Lien Foreclosure Actions

  1. Property Involved - Accurately describe the property. Appraise the property, state the current forced sale and fair market values and how they were derived. Ensure reliable sources and methods are used. Indicate what steps can be taken, if any, to generate interest among prospective buyers.

    Note:

    If the property under consideration for foreclosure consists of assets where an accurate fair market value is not easily determinable, it is highly recommended that the revenue officer contact the Property Appraisal and Liquidation Specialists (PALS) to discuss how to value the property or to request that the PALS provide an appraisal for the property.

  2. Competing Claims or Liens

    1. Perform thorough property records checks and secure certified copies of all documents evidencing claims to or liens on the property. Ensure records checks are current and accurate.

    2. Do not alter certified documents in any way. This restriction includes any sort of alteration or defacement to the documents, including marking or writing on them, affixing labels or tabs, cutting them, punching holes in them, or stapling or unstapling them.

    3. Identify the owners of competing claims or liens and state their current addresses.

    4. Describe the type of claim or lien (for example, mortgage, trust deed, contract for sale, state tax lien).

    5. State the date of the instrument.

    6. Give recording data (date and place of filing, book and page number, where lien is filed).

    7. State the original amount of the claim.

    8. Determine and provide the outstanding balance, including amount of principal, interest and other charges separately stated.

    9. Discuss the validity of the competing claim or lien or any of its terms or conditions that are questionable.

    10. Discuss whether any action has been taken or is to be taken to enforce the competing claim or lien, the nature of such action, the court in which it is pending, and its current status.

    Reminder:

    Additional information on these types of suits can be found in:
    Training Publication 29957-102Suit and Litigation Guide for Revenue Officers (Participant Guide) in Section E-12 with the sample narrative in Section E-16.

  3. For lien foreclosure on a taxpayer's principal residences, also see IRM 5.17.4.8.2.5, Lien Foreclosure on a Principal Residence and IRM 5.17.12.20.2.2.4, Additional Items for Lien Foreclosure of Taxpayer’s Principal Residence.
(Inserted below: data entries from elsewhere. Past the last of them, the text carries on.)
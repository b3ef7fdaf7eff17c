//! Persistence for diagnostic snapshots.

use std::collections::BTreeMap;
use std::fmt;
use std::fs;
use std::io;
use std::path::{Path, PathBuf};

use thiserror::Error;

/// Failures raised while persisting or reading diagnostics.
#[derive(Debug, Error)]
pub enum SinkError {
    /// The backing store could not be read or written.
    #[error("diagnostic store i/o failed: {0}")]
    Io(#[from] io::Error),
    /// A stored payload is not valid JSON.
    #[error("diagnostic payload is malformed: {0}")]
    Json(#[from] serde_json::Error),
}

/// Key-value store receiving serialized diagnostic snapshots.
pub trait DiagnosticSink: fmt::Debug {
    /// Stores `payload` under `key`, replacing any previous value.
    fn store(&mut self, key: &str, payload: &str) -> Result<(), SinkError>;

    /// Reads the payload stored under `key`.
    fn load(&self, key: &str) -> Result<Option<String>, SinkError>;
}

/// Sink that keeps payloads in memory.
#[derive(Clone, Debug, Default)]
pub struct MemorySink {
    entries: BTreeMap<String, String>,
}

impl MemorySink {
    /// Creates an empty sink.
    #[must_use]
    pub fn new() -> Self {
        Self::default()
    }
}

impl DiagnosticSink for MemorySink {
    fn store(&mut self, key: &str, payload: &str) -> Result<(), SinkError> {
        let _ = self.entries.insert(key.to_owned(), payload.to_owned());
        Ok(())
    }

    fn load(&self, key: &str) -> Result<Option<String>, SinkError> {
        Ok(self.entries.get(key).cloned())
    }
}

/// Sink that writes one `<key>.json` file per key inside a directory.
#[derive(Clone, Debug)]
pub struct FileSink {
    dir: PathBuf,
}

impl FileSink {
    /// Creates a sink rooted at `dir`. The directory is created on first store.
    #[must_use]
    pub fn new(dir: impl Into<PathBuf>) -> Self {
        Self { dir: dir.into() }
    }

    /// Directory holding the stored payloads.
    #[must_use]
    pub fn dir(&self) -> &Path {
        &self.dir
    }

    fn path(&self, key: &str) -> PathBuf {
        self.dir.join(format!("{key}.json"))
    }
}

impl DiagnosticSink for FileSink {
    fn store(&mut self, key: &str, payload: &str) -> Result<(), SinkError> {
        fs::create_dir_all(&self.dir)?;
        fs::write(self.path(key), payload)?;
        Ok(())
    }

    fn load(&self, key: &str) -> Result<Option<String>, SinkError> {
        match fs::read_to_string(self.path(key)) {
            Ok(payload) => Ok(Some(payload)),
            Err(error) if error.kind() == io::ErrorKind::NotFound => Ok(None),
            Err(error) => Err(error.into()),
        }
    }
}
Suits for Failure to Honor Levy

  1. Include the following information in the suit recommendation:

    • Name and address of person failing to honor levy,

    • Dates on which all collection notices were served,

    • Dates of contact for purpose of requesting payment,

    • A full description of the property or rights to property levied upon,

    • A discussion of the facts establishing the taxpayer's interest in the property or right to property,

    • Information as to whether the debt is disputed,

    • Contentions advanced by the person levied upon, and

    • Facts tending to controvert the contentions of the person levied upon.

      Note:

      If there are competing claims to the property or right to property levied upon, it may be necessary for the Government to institute an action to foreclose its liens, rather than to bring an action to enforce the levy, in which case you should provide information necessary for lien foreclosure actions.

    Reminder:

    Additional information on these types of suits can be found in Training Publication 29957-102, Suit and Litigation Guide for Revenue Officers (Participant Guide), in Section E-61 with the sample narrative in Section E-64.

Interpleader Suits

  1. The complaint of the stakeholder-plaintiff will usually describe the property in question and the parties claiming rights to it. Analyze the complaint to determine what type of action the Government should take to protect its rights.
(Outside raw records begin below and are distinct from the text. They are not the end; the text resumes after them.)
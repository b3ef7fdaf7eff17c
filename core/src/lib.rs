#![deny(
    unsafe_code,
    missing_docs,
    dead_code,
    unused_results,
    non_snake_case,
    unreachable_pub
)]

//! Core contracts shared across the Deepfield simulation.
//!
//! This crate defines the message surface that connects adapters, the
//! authoritative world, and pure systems. Adapters submit [`Command`] values
//! describing desired mutations, the world executes those commands via its
//! `apply` entry point, and then broadcasts [`Event`] values for systems and
//! external collaborators (renderer, progression, audio) to react to. The
//! data model for generated zones and live entities, the configuration
//! tables, and the seeded generator that keeps generation reproducible live
//! here as well.

use std::fmt;

use glam::Vec2;
use serde::{Deserialize, Serialize};
use thiserror::Error;

pub mod config;
pub mod enemy;
pub mod random;
pub mod zone;

pub use config::{
    ArenaConfig, BehaviorTuning, BiomeConfig, BiomeTable, CapTuning, DensityTuning, DepthRamp,
    EntityCaps, ModifierTuning, ObstacleWeights, PackComposition, PackMember, PackTemplate,
    PackTuning, RampTuning, RotationTuning, SpacingTuning, Span, StreamingTuning, Tuning,
    WorldConfig,
};
pub use enemy::{
    Ability, AbilityKind, AiState, Body, Enemy, EnemyKind, EnemyProfile, EngagementRanges,
    FireTimer, PatrolState, PlayerState, SupportState, TelegraphPhase, TelegraphState,
};
pub use glam;
pub use random::{derive_seed, label_seed, SeededRandom};
pub use zone::{
    Background, Decoration, DecorationKind, Edge, ModifierEffect, Obstacle, ObstacleKind, PackId,
    PackTag, ParallaxLayer, PatrolProfile, PatrolShape, Portal, PortalDestination, Rank,
    SpawnDescriptor, SpawnState, Zone, ZoneModifier,
};

/// Identifier of a biome (act theme) in the biome table.
#[derive(Clone, Debug, PartialEq, Eq, Hash, PartialOrd, Ord, Serialize, Deserialize)]
#[serde(transparent)]
pub struct BiomeId(String);

impl BiomeId {
    /// Creates a biome identifier.
    #[must_use]
    pub fn new(value: impl Into<String>) -> Self {
        Self(value.into())
    }

    /// Textual form of the identifier.
    #[must_use]
    pub fn as_str(&self) -> &str {
        &self.0
    }
}

impl fmt::Display for BiomeId {
    fn fmt(&self, f: &mut fmt::Formatter<'_>) -> fmt::Result {
        f.write_str(&self.0)
    }
}

/// Unique identifier assigned to a live enemy.
#[derive(Clone, Copy, Debug, PartialEq, Eq, Hash, PartialOrd, Ord, Serialize, Deserialize)]
pub struct EnemyId(u32);

impl EnemyId {
    /// Creates a new enemy identifier with the provided numeric value.
    #[must_use]
    pub const fn new(value: u32) -> Self {
        Self(value)
    }

    /// Retrieves the numeric representation of the identifier.
    #[must_use]
    pub const fn get(&self) -> u32 {
        self.0
    }
}

/// Identifier of a spawn descriptor, unique within its zone.
#[derive(Clone, Copy, Debug, PartialEq, Eq, Hash, PartialOrd, Ord, Serialize, Deserialize)]
pub struct SpawnId(u32);

impl SpawnId {
    /// Creates a new spawn identifier.
    #[must_use]
    pub const fn new(value: u32) -> Self {
        Self(value)
    }

    /// Retrieves the numeric representation of the identifier.
    #[must_use]
    pub const fn get(&self) -> u32 {
        self.0
    }
}

/// Identifier of a transient body. Allocation order equals age order.
#[derive(Clone, Copy, Debug, PartialEq, Eq, Hash, PartialOrd, Ord, Serialize, Deserialize)]
pub struct BodyId(u64);

impl BodyId {
    /// Creates a new body identifier.
    #[must_use]
    pub const fn new(value: u64) -> Self {
        Self(value)
    }

    /// Retrieves the numeric representation of the identifier.
    #[must_use]
    pub const fn get(&self) -> u64 {
        self.0
    }
}

/// Live collections whose size the invariant guard bounds.
#[derive(Clone, Copy, Debug, PartialEq, Eq, Hash, PartialOrd, Ord, Serialize, Deserialize)]
#[serde(rename_all = "snake_case")]
pub enum TrackedCollection {
    /// Player projectiles.
    Bullets,
    /// Enemy projectiles.
    EnemyBullets,
    /// Live enemies.
    Enemies,
    /// Pickups dropped by kills.
    Pickups,
    /// Visual particles.
    Particles,
}

impl TrackedCollection {
    /// Every tracked collection in check order.
    pub const ALL: [TrackedCollection; 5] = [
        Self::Bullets,
        Self::EnemyBullets,
        Self::Enemies,
        Self::Pickups,
        Self::Particles,
    ];

    /// Stable name used in logs and diagnostics.
    #[must_use]
    pub const fn name(self) -> &'static str {
        match self {
            Self::Bullets => "bullets",
            Self::EnemyBullets => "enemy_bullets",
            Self::Enemies => "enemies",
            Self::Pickups => "pickups",
            Self::Particles => "particles",
        }
    }
}

impl fmt::Display for TrackedCollection {
    fn fmt(&self, f: &mut fmt::Formatter<'_>) -> fmt::Result {
        f.write_str(self.name())
    }
}

/// Size of the viewport in world units.
#[derive(Clone, Copy, Debug, PartialEq, Serialize, Deserialize)]
pub struct ViewSize {
    /// Visible width.
    pub width: f32,
    /// Visible height.
    pub height: f32,
}

impl ViewSize {
    /// Creates a view size.
    #[must_use]
    pub const fn new(width: f32, height: f32) -> Self {
        Self { width, height }
    }
}

/// Invalid zone or theme references. Generation is aborted for the call.
#[derive(Clone, Debug, PartialEq, Eq, Error)]
pub enum ZoneError {
    /// The requested theme is not in the biome table.
    #[error("unknown theme `{0}`")]
    UnknownTheme(BiomeId),
    /// The biome table has no entries.
    #[error("biome table is empty")]
    EmptyBiomeTable,
    /// A zone was requested before the world was initialised.
    #[error("world has not been initialised")]
    NotInitialized,
    /// Zone indices start at one and stop at the configured maximum depth.
    #[error("zone index {0} is out of range")]
    InvalidIndex(u32),
}

/// Commands that express all permissible world mutations.
#[derive(Clone, Debug, PartialEq)]
pub enum Command {
    /// Starts a new run and loads its first zone.
    InitWorld {
        /// Theme pinned for the first theme block.
        theme: Option<BiomeId>,
        /// Run seed; wall-clock derived when absent.
        run_seed: Option<u32>,
    },
    /// Loads the zone at the provided depth.
    LoadZone {
        /// Depth of the zone, starting at one.
        index: u32,
    },
    /// Advances the simulation by one tick.
    Tick {
        /// Seconds elapsed since the previous tick.
        dt: f32,
        /// Current viewport size in world units.
        view: ViewSize,
        /// Whether the interact input is held this tick.
        interact: bool,
    },
    /// Pushes the player out of overlapping obstacles.
    ResolvePlayerCollisions {
        /// Seconds elapsed since the previous tick.
        dt: f32,
    },
    /// Overwrites the player's motion as decided by the input collaborator.
    SetPlayerMotion {
        /// New position.
        position: Vec2,
        /// New velocity.
        velocity: Vec2,
    },
    /// Applies damage to the player.
    DamagePlayer {
        /// Damage amount.
        amount: f32,
    },
    /// Instantiates a live enemy for a spawn descriptor.
    ActivateSpawn {
        /// Descriptor to activate.
        spawn: SpawnId,
    },
    /// Applies damage to a live enemy.
    DamageEnemy {
        /// Target enemy.
        enemy: EnemyId,
        /// Damage amount.
        amount: f32,
    },
    /// Kills a live enemy in combat.
    KillEnemy {
        /// Target enemy.
        enemy: EnemyId,
    },
    /// Appends a body to a transient collection.
    SpawnBody {
        /// Destination collection; `Enemies` is rejected.
        collection: TrackedCollection,
        /// Initial position.
        position: Vec2,
        /// Initial velocity.
        velocity: Vec2,
        /// Lifetime in seconds.
        ttl: f32,
        /// Contact damage.
        damage: f32,
    },
    /// Removes the oldest `count` entries of a collection.
    TrimOldest {
        /// Collection to trim.
        collection: TrackedCollection,
        /// Entries to remove.
        count: usize,
    },
}

/// Events broadcast by the world and systems after processing commands.
#[derive(Clone, Debug, PartialEq)]
pub enum Event {
    /// A new run started.
    WorldInitialized {
        /// Run seed in effect.
        run_seed: u32,
    },
    /// A zone finished loading.
    ZoneLoaded {
        /// Depth of the zone.
        index: u32,
        /// Theme of the zone.
        biome: BiomeId,
        /// Zone seed.
        seed: u32,
        /// Boss guarding the zone, if it is an arena.
        boss: Option<EnemyKind>,
        /// Modifiers active in the zone.
        modifiers: Vec<ZoneModifier>,
    },
    /// A zone could not be generated; the previous zone stays loaded.
    ZoneLoadFailed {
        /// Requested depth.
        index: u32,
        /// Reason for the failure.
        error: ZoneError,
    },
    /// The simulation clock advanced.
    TimeAdvanced {
        /// Seconds elapsed in the tick.
        dt: f32,
    },
    /// A live enemy was created for a descriptor.
    EnemySpawned {
        /// New enemy.
        enemy: EnemyId,
        /// Originating descriptor.
        spawn: SpawnId,
        /// Archetype.
        kind: EnemyKind,
        /// Threat tier.
        rank: Rank,
        /// Spawn position.
        position: Vec2,
    },
    /// A live enemy left the simulation without dying.
    EnemyDespawned {
        /// Removed enemy.
        enemy: EnemyId,
        /// Originating descriptor.
        spawn: Option<SpawnId>,
    },
    /// An engaged enemy was ordered home ahead of despawning.
    EnemyRecalled {
        /// Recalled enemy.
        enemy: EnemyId,
    },
    /// An enemy changed behavioral state.
    EnemyStateChanged {
        /// Enemy concerned.
        enemy: EnemyId,
        /// Previous state.
        from: AiState,
        /// New state.
        to: AiState,
    },
    /// An enemy fired a projectile.
    EnemyFired {
        /// Shooter.
        enemy: EnemyId,
        /// Muzzle position.
        origin: Vec2,
        /// Unit direction.
        direction: Vec2,
        /// Projectile speed.
        speed: f32,
        /// Projectile damage.
        damage: f32,
        /// Whether the shot followed a telegraphed windup.
        telegraphed: bool,
    },
    /// A telegraphed windup began.
    TelegraphStarted {
        /// Shooter.
        enemy: EnemyId,
        /// Initial aim angle in radians.
        aim: f32,
    },
    /// A support enemy healed an ally.
    EnemyHealed {
        /// Support enemy.
        healer: EnemyId,
        /// Healed ally.
        target: EnemyId,
        /// Hit points restored.
        amount: f32,
    },
    /// An enemy took damage and survived.
    EnemyDamaged {
        /// Damaged enemy.
        enemy: EnemyId,
        /// Damage applied.
        amount: f32,
        /// Remaining hit points.
        remaining: f32,
    },
    /// An enemy died in combat. Progression collaborators credit rewards from this.
    EnemyKilled {
        /// Killed enemy.
        enemy: EnemyId,
        /// Originating descriptor.
        spawn: Option<SpawnId>,
        /// Archetype.
        kind: EnemyKind,
        /// Threat tier.
        rank: Rank,
        /// Position at death.
        position: Vec2,
    },
    /// The zone boss died and a victory portal opened.
    BossDefeated {
        /// Boss archetype.
        kind: EnemyKind,
        /// Portal position.
        portal: Vec2,
    },
    /// The player reached the zone exit.
    ExitReached {
        /// Depth that was completed.
        index: u32,
    },
    /// The player used a portal.
    PortalEntered {
        /// Destination taken.
        destination: PortalDestination,
    },
    /// The run left the zones for the hub.
    ReturnedToHub,
    /// The player overlapped an obstacle.
    PlayerCollided {
        /// Obstacle family.
        kind: ObstacleKind,
        /// Contact damage applied.
        damage: f32,
    },
    /// A mine detonated against the player.
    MineDetonated {
        /// Mine position.
        position: Vec2,
        /// Damage applied.
        damage: f32,
    },
    /// A collection exceeded its cap and lost its oldest entries.
    CollectionTrimmed {
        /// Trimmed collection.
        collection: TrackedCollection,
        /// Entries removed.
        removed: usize,
    },
}

#[cfg(test)]
mod tests {
    use super::{BiomeId, BiomeTable, SpawnId, TrackedCollection, Tuning};
    use serde::{de::DeserializeOwned, Serialize};

    fn assert_round_trip<T>(value: &T)
    where
        T: Serialize + DeserializeOwned + PartialEq + std::fmt::Debug,
    {
        let bytes = bincode::serialize(value).expect("serialize");
        let restored: T = bincode::deserialize(&bytes).expect("deserialize");
        assert_eq!(&restored, value);
    }

    #[test]
    fn biome_table_round_trips_through_bincode() {
        assert_round_trip(&BiomeTable::default());
    }

    #[test]
    fn tuning_round_trips_through_bincode() {
        assert_round_trip(&Tuning::default());
    }

    #[test]
    fn spawn_id_round_trips_through_bincode() {
        assert_round_trip(&SpawnId::new(17));
    }

    #[test]
    fn biome_id_displays_its_text() {
        assert_eq!(BiomeId::new("void").to_string(), "void");
    }

    #[test]
    fn tracked_collection_names_are_unique() {
        let mut names: Vec<_> = TrackedCollection::ALL.iter().map(|c| c.name()).collect();
        names.sort_unstable();
        names.dedup();
        assert_eq!(names.len(), TrackedCollection::ALL.len());
    }
}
  2. On occasion, you will learn of litigation between the taxpayer and other parties, the result of which may add to or diminish the taxpayer's assets. In such cases, if administrative remedies are not sufficient protection or are impractical, determine whether intervention is desirable or necessary.

    Reminder:

    Additional information on these types of suits can be found in Training Publication 29957-102, Suit and Litigation Guide for Revenue Officers (Participant Guide), in Section E-121 with the sample narrative in Section E-126.

Other Suits in Which Government or Employee Is Defendant

  1. In some cases, such as injunction proceedings, quiet title actions, or suits for damages in which the Government is the defendant, you may be requested to make reports of events that have culminated in litigation or to investigate and make reports on some feature of the litigation. In such cases, use the same general principles set forth in this section to prepare the report. See also IRM 5.17.5, Suits Against the United States.
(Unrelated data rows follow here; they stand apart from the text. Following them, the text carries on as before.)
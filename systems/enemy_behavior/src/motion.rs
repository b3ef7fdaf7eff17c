//! Per-state steering. Every function returns a target velocity.

use std::f32::consts::TAU;

use deepfield_core::{glam::Vec2, Enemy, EngagementRanges, PatrolShape, Rank};
use rand::Rng;
use rand_chacha::ChaCha8Rng;
use rand_distr::{Distribution, UnitCircle};

pub(crate) const PATROL_SPEED: f32 = 0.35;
pub(crate) const RETURN_SPEED: f32 = 0.7;
pub(crate) const AGGRO_SPEED: f32 = 1.0;
pub(crate) const BOSS_AGGRO_SCALE: f32 = 1.2;

const ORBIT_FRACTION: f32 = 0.6;
const CLEARANCE_FRACTION: f32 = 0.5;
const JITTER_WEIGHT: f32 = 0.15;
const HOVER_RATE: f32 = 1.6;
const LINE_RATE: f32 = 0.9;
const WANDER_RETARGET: (f32, f32) = (1.5, 3.5);
const WANDER_ARRIVAL: f32 = 12.0;

/// Velocity that moves from `from` toward `target` at `speed` without
/// overshooting within one `dt`.
pub(crate) fn seek(from: Vec2, target: Vec2, speed: f32, dt: f32) -> Vec2 {
    let offset = target - from;
    let distance = offset.length();
    if distance <= f32::EPSILON || speed <= 0.0 {
        return Vec2::ZERO;
    }
    if dt > 0.0 && speed * dt > distance {
        return offset / dt;
    }
    offset / distance * speed
}

pub(crate) fn patrol(
    enemy: &mut Enemy,
    home: Vec2,
    time: f32,
    dt: f32,
    rng: &mut ChaCha8Rng,
) -> Vec2 {
    let speed = enemy.speed * PATROL_SPEED;
    let radius = enemy.patrol.radius.max(1.0);
    let target = match enemy.patrol.shape {
        PatrolShape::Orbit => {
            enemy.patrol.phase = (enemy.patrol.phase + dt * speed / radius).rem_euclid(TAU);
            home + Vec2::from_angle(enemy.patrol.phase) * radius
        }
        PatrolShape::Line => {
            enemy.patrol.phase = (enemy.patrol.phase + dt * LINE_RATE).rem_euclid(TAU);
            home + Vec2::from_angle(enemy.patrol.axis) * radius * enemy.patrol.phase.sin()
        }
        PatrolShape::Wander => {
            enemy.patrol.wander_timer -= dt;
            let arrived = enemy
                .patrol
                .wander_target
                .map_or(true, |target| target.distance(enemy.position) <= WANDER_ARRIVAL);
            if arrived || enemy.patrol.wander_timer <= 0.0 {
                let [x, y]: [f64; 2] = UnitCircle.sample(rng);
                let reach = rng.gen_range(0.3..=1.0_f32) * radius;
                enemy.patrol.wander_target = Some(home + Vec2::new(x as f32, y as f32) * reach);
                enemy.patrol.wander_timer = rng.gen_range(WANDER_RETARGET.0..=WANDER_RETARGET.1);
            }
            enemy.patrol.wander_target.unwrap_or(home)
        }
        PatrolShape::Hover => {
            let bob = (time * HOVER_RATE + enemy.patrol.phase).sin();
            home + Vec2::new(0.0, bob * radius)
        }
    };
    seek(enemy.position, target, speed, dt)
}

pub(crate) fn return_home(enemy: &Enemy, home: Vec2, dt: f32) -> Vec2 {
    seek(enemy.position, home, enemy.speed * RETURN_SPEED, dt)
}

pub(crate) fn aggro(
    enemy: &Enemy,
    player: Vec2,
    ranges: &EngagementRanges,
    time: f32,
) -> Vec2 {
    let offset = player - enemy.position;
    let distance = offset.length();
    let toward = offset.normalize_or_zero();
    let orbit = ranges.attack * ORBIT_FRACTION;
    let clearance = orbit * CLEARANCE_FRACTION;

    let steer = if distance > orbit {
        toward
    } else if distance < clearance {
        -toward
    } else {
        toward.perp() * enemy.patrol.strafe_sign
    };
    let phase = enemy.patrol.phase;
    let jitter = Vec2::new((time * 2.3 + phase).sin(), (time * 1.7 + phase).cos()) * JITTER_WEIGHT;
    let direction = (steer + jitter).normalize_or_zero();

    let scale = if enemy.rank == Rank::Boss {
        AGGRO_SPEED * BOSS_AGGRO_SCALE
    } else {
        AGGRO_SPEED
    };
    direction * enemy.speed * scale
}

#[cfg(test)]
mod tests {
    use super::*;

    #[test]
    fn seek_stops_at_target() {
        let velocity = seek(Vec2::ZERO, Vec2::new(3.0, 4.0), 100.0, 0.5);
        assert!((velocity * 0.5 - Vec2::new(3.0, 4.0)).length() < 1e-4);
        assert_eq!(seek(Vec2::ONE, Vec2::ONE, 100.0, 0.1), Vec2::ZERO);
    }

    #[test]
    fn seek_caps_speed() {
        let velocity = seek(Vec2::ZERO, Vec2::new(1_000.0, 0.0), 50.0, 0.1);
        assert!((velocity.length() - 50.0).abs() < 1e-3);
    }
}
Other Suits in Which Affirmative Action is Sought To Be Taken

  1. On occasion, you may recommend the institution of miscellaneous types of proceedings such as:

    • Suits against sureties under the performance bond provisions of the Miller Act (see IRM 5.17.7.3, Liabilities of Sureties - Bond on Public Works Contracts, and IRM 5.1.14.1.1), Performance Bond Provisions of the Miller Act),

    • Suits against third parties paying or supplying funds for payment of wages (see IRM 5.17.7.2, Liability of Third Parties Paying or Providing Wages, and IRM 5.1.14.3, Liability for Third Party Paying Wages or Supplying Funds for Payment of Taxes),

    • Suits on bonds (see IRM 5.1.14.1.2, Procedures for Holding Surety Liable for Unpaid Withholding Taxes),

    • Proceedings to obtain writs of entry (see IRM 5.17.4.13, Writs of Entry),

    • Suits to recover erroneous refunds (see IRM 5.17.4.14, Suits to Recover Erroneous Refunds), or

    • Proceedings to obtain permission to seize the principal residence of a taxpayer (see IRM 5.17.4.9, Proceeding to Seize a Principal Residence).

  2. Use the general principles set forth in this section to prepare the report.

Preparation of the Report: Initial Steps

  1. Consultation with Manager

    • Discuss findings and proposed recommendation.

    • Discuss difficult problems and questions encountered in the investigation.

    • Re-read appropriate earlier sections and other material relevant to the particular case.

    • Advisory and Area Counsel may also be consulted for advice.

Follow An Outline

  1. Reduce material gathered to an outline before preparing the narrative report.

  2. Organize material in a sequential or chronological form.

  3. Focus on significant points.

  4. Form 4478, Civil Suit Checklist, is helpful, but is not a substitute for a well developed narrative report.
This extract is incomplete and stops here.